The Norns (Old Norse: norn, plural: nornir) in Norse mythology are female beings who rule the destiny of gods and men, possibly a kind of dísir (see below), and comparable to the Fates in Greek mythology.
According to Snorri Sturluson's interpretation of the Völuspá, the three most important norns, Urðr (Wyrd), Verðandi and Skuld come out from a hall standing at the Well of Urðr (well of fate) and they draw water from the well and take sand that lies around it, which they pour over Yggdrasill so that its branches will not rot. These norns are described as three powerful maiden giantesses (Jotuns) whose arrival from Jötunheimr ended the golden age of the gods. They may be the same as the maidens of Mögþrasir who are described in Vafþrúðnismál .

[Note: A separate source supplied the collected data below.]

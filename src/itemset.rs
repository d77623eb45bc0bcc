use crate::item::Item;
use crate::itemizer::Itemizer;
use std::cmp::Ordering;
use std::iter::FromIterator;

/// A set of distinct items. Items are kept sorted by id, so two itemsets
/// built from the same items in any order compare and hash equal.
#[derive(Clone, Debug, PartialEq, Eq, Hash, Default)]
pub struct ItemSet {
    items: Vec<Item>,
}

impl ItemSet {
    pub fn new(mut items: Vec<Item>) -> ItemSet {
        items.sort();
        items.dedup();
        ItemSet { items }
    }

    pub fn items(&self) -> &[Item] {
        &self.items
    }

    pub fn len(&self) -> usize {
        self.items.len()
    }

    pub fn is_empty(&self) -> bool {
        self.items.is_empty()
    }

    pub fn contains(&self, item: Item) -> bool {
        self.items.binary_search(&item).is_ok()
    }

    // Both sides are sorted, so walk them together.
    pub fn is_subset_of(&self, other: &ItemSet) -> bool {
        if self.len() > other.len() {
            return false;
        }
        let mut op = 0;
        for &item in &self.items {
            while op < other.items.len() && other.items[op] < item {
                op += 1;
            }
            if op == other.items.len() || other.items[op] != item {
                return false;
            }
            op += 1;
        }
        true
    }

    pub fn is_proper_subset_of(&self, other: &ItemSet) -> bool {
        self.len() < other.len() && self.is_subset_of(other)
    }

    pub fn union(&self, other: &ItemSet) -> ItemSet {
        let (a, b) = (&self.items, &other.items);
        let mut c: Vec<Item> = Vec::with_capacity(a.len() + b.len());
        let mut ap = 0;
        let mut bp = 0;
        while ap < a.len() && bp < b.len() {
            if a[ap] < b[bp] {
                c.push(a[ap]);
                ap += 1;
            } else if b[bp] < a[ap] {
                c.push(b[bp]);
                bp += 1;
            } else {
                // a[ap] == b[bp]
                c.push(a[ap]);
                ap += 1;
                bp += 1;
            }
        }
        c.extend_from_slice(&a[ap..]);
        c.extend_from_slice(&b[bp..]);
        ItemSet { items: c }
    }

    pub fn difference(&self, other: &ItemSet) -> ItemSet {
        self.items
            .iter()
            .filter(|&&item| !other.contains(item))
            .cloned()
            .collect()
    }

    pub fn is_disjoint(&self, other: &ItemSet) -> bool {
        self.items.iter().all(|&item| !other.contains(item))
    }

    pub fn to_string(&self, itemizer: &Itemizer) -> String {
        let mut tokens: Vec<&str> = self.items.iter().map(|&id| itemizer.str_of(id)).collect();
        ensure_sorted(&mut tokens);
        tokens.join(" ")
    }
}

impl FromIterator<Item> for ItemSet {
    fn from_iter<I: IntoIterator<Item = Item>>(iter: I) -> ItemSet {
        ItemSet::new(iter.into_iter().collect())
    }
}

// Smaller itemsets first, then lexicographically by item id. This lets
// result sets iterate level by level.
impl Ord for ItemSet {
    fn cmp(&self, other: &ItemSet) -> Ordering {
        self.len()
            .cmp(&other.len())
            .then_with(|| self.items.cmp(&other.items))
    }
}

impl PartialOrd for ItemSet {
    fn partial_cmp(&self, other: &ItemSet) -> Option<Ordering> {
        Some(self.cmp(other))
    }
}

// If all items in the itemset convert to an integer, order by that integer,
// otherwise order lexicographically.
pub fn ensure_sorted(a: &mut [&str]) {
    let all_items_convert_to_ints = a.iter().all(|x| x.parse::<u32>().is_ok());
    if all_items_convert_to_ints {
        a.sort_by_key(|x| x.parse::<u32>().unwrap_or(0));
    } else {
        a.sort();
    }
}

Beside these three norns, there are many other norns who arrive when a person is born in order to determine his or her future. There were both malevolent and benevolent norns, and the former caused all the malevolent and tragic events in the world while the latter were kind and protective goddesses. Recent research has discussed the relation between the myths associated with norns and valkyries and traveling Völvas (seiðr-workers). The norns were thought to have visited newborn children in the pre-Christian Norse societies.

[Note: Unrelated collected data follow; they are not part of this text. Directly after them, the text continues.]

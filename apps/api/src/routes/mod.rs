pub mod health;
pub mod match_resume;

use std::any::Any;

use axum::{
    extract::DefaultBodyLimit,
    http::StatusCode,
    response::{IntoResponse, Response},
    routing::{get, post},
    Json, Router,
};
use serde_json::json;
use tower_http::catch_panic::CatchPanicLayer;

use crate::errors::AppError;
use crate::state::AppState;

async fn not_found() -> AppError {
    AppError::NotFound
}

/// Converts a handler panic into the same JSON 500 body as any other failure.
fn handle_panic(payload: Box<dyn Any + Send + 'static>) -> Response {
    let detail = if let Some(s) = payload.downcast_ref::<String>() {
        s.clone()
    } else if let Some(s) = payload.downcast_ref::<&str>() {
        s.to_string()
    } else {
        "unknown panic".to_string()
    };

    tracing::error!("Handler panicked: {detail}");

    (
        StatusCode::INTERNAL_SERVER_ERROR,
        Json(json!({ "error": format!("An error occurred: {detail}") })),
    )
        .into_response()
}

pub fn build_router(state: AppState) -> Router {
    let max_upload_bytes = state.config.max_upload_bytes;

    Router::new()
        .route("/", get(health::root_handler))
        .route("/health", get(health::health_handler))
        .route("/match_resume", post(match_resume::handle_match_resume))
        .fallback(not_found)
        .layer(DefaultBodyLimit::max(max_upload_bytes))
        .layer(CatchPanicLayer::custom(handle_panic))
        .with_state(state)
}


#[cfg(test)]
mod tests {
    use super::test_support::*;
    use super::*;
    use axum::{body::Body, http::Request};
    use serde_json::json;
    use tower::ServiceExt;

    fn app() -> Router {
        build_router(state_with(
            FakeExtractor::new(ExtractOutcome::Text("resume")),
            FakeLlm::replying(r#"{"score": 1}"#),
        ))
    }

    #[tokio::test]
    async fn test_root_reports_running() {
        let response = app()
            .oneshot(Request::get("/").body(Body::empty()).unwrap())
            .await
            .unwrap();
        assert_eq!(response.status(), StatusCode::OK);
        assert_eq!(
            json_body(response).await,
            json!({"message": "Resume Matcher API is running."})
        );
    }

    #[tokio::test]
    async fn test_health_reports_service() {
        let response = app()
            .oneshot(Request::get("/health").body(Body::empty()).unwrap())
            .await
            .unwrap();
        assert_eq!(response.status(), StatusCode::OK);
        let body = json_body(response).await;
        assert_eq!(body["status"], "ok");
        assert_eq!(body["service"], "resume-matcher-api");
    }

    #[tokio::test]
    async fn test_unknown_route_is_json_404() {
        let response = app()
            .oneshot(Request::get("/nope").body(Body::empty()).unwrap())
            .await
            .unwrap();
        assert_eq!(response.status(), StatusCode::NOT_FOUND);
        assert_eq!(json_body(response).await, json!({"error": "Not found"}));
    }

    #[tokio::test]
    async fn test_handler_panic_becomes_json_500() {
        let app = build_router(state_with(
            FakeExtractor::new(ExtractOutcome::Text("resume")),
            FakeLlm::new(LlmOutcome::Panic),
        ));
        let pdf = b"%PDF-1.4";
        let response = app
            .oneshot(match_request(&[
                Part::Text("job_description", "Rust developer"),
                pdf_part(pdf),
            ]))
            .await
            .unwrap();
        assert_eq!(response.status(), StatusCode::INTERNAL_SERVER_ERROR);
        assert_eq!(
            json_body(response).await,
            json!({"error": "An error occurred: model client exploded"})
        );
    }
}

Norns within skaldic references are often seen as negative beings that are mostly associated with transitional situations such as violent death and battle. In Egil's Saga, Kveldulf composes a poem lamenting the loss of his eldest son Thorolf. Here, what is stressed is the personal tragedy felt by Kveldulf and the sense that what happened was out of his control or in the hands of fate. It is presumed that Óðinn has chosen Thorolf to be among his einherjar so Bek-Pedersen suggests that since Óðinn has caused the death then the norn has caused the emotional turmoil. Another negative aspect associated with the norns is that they are associated with death (see Skaldic Poetry). Not all aspects of the norns were negative, however, as they were associated with life and birth as well (see Helgakviða Hundingsbana I and Gylfaginning).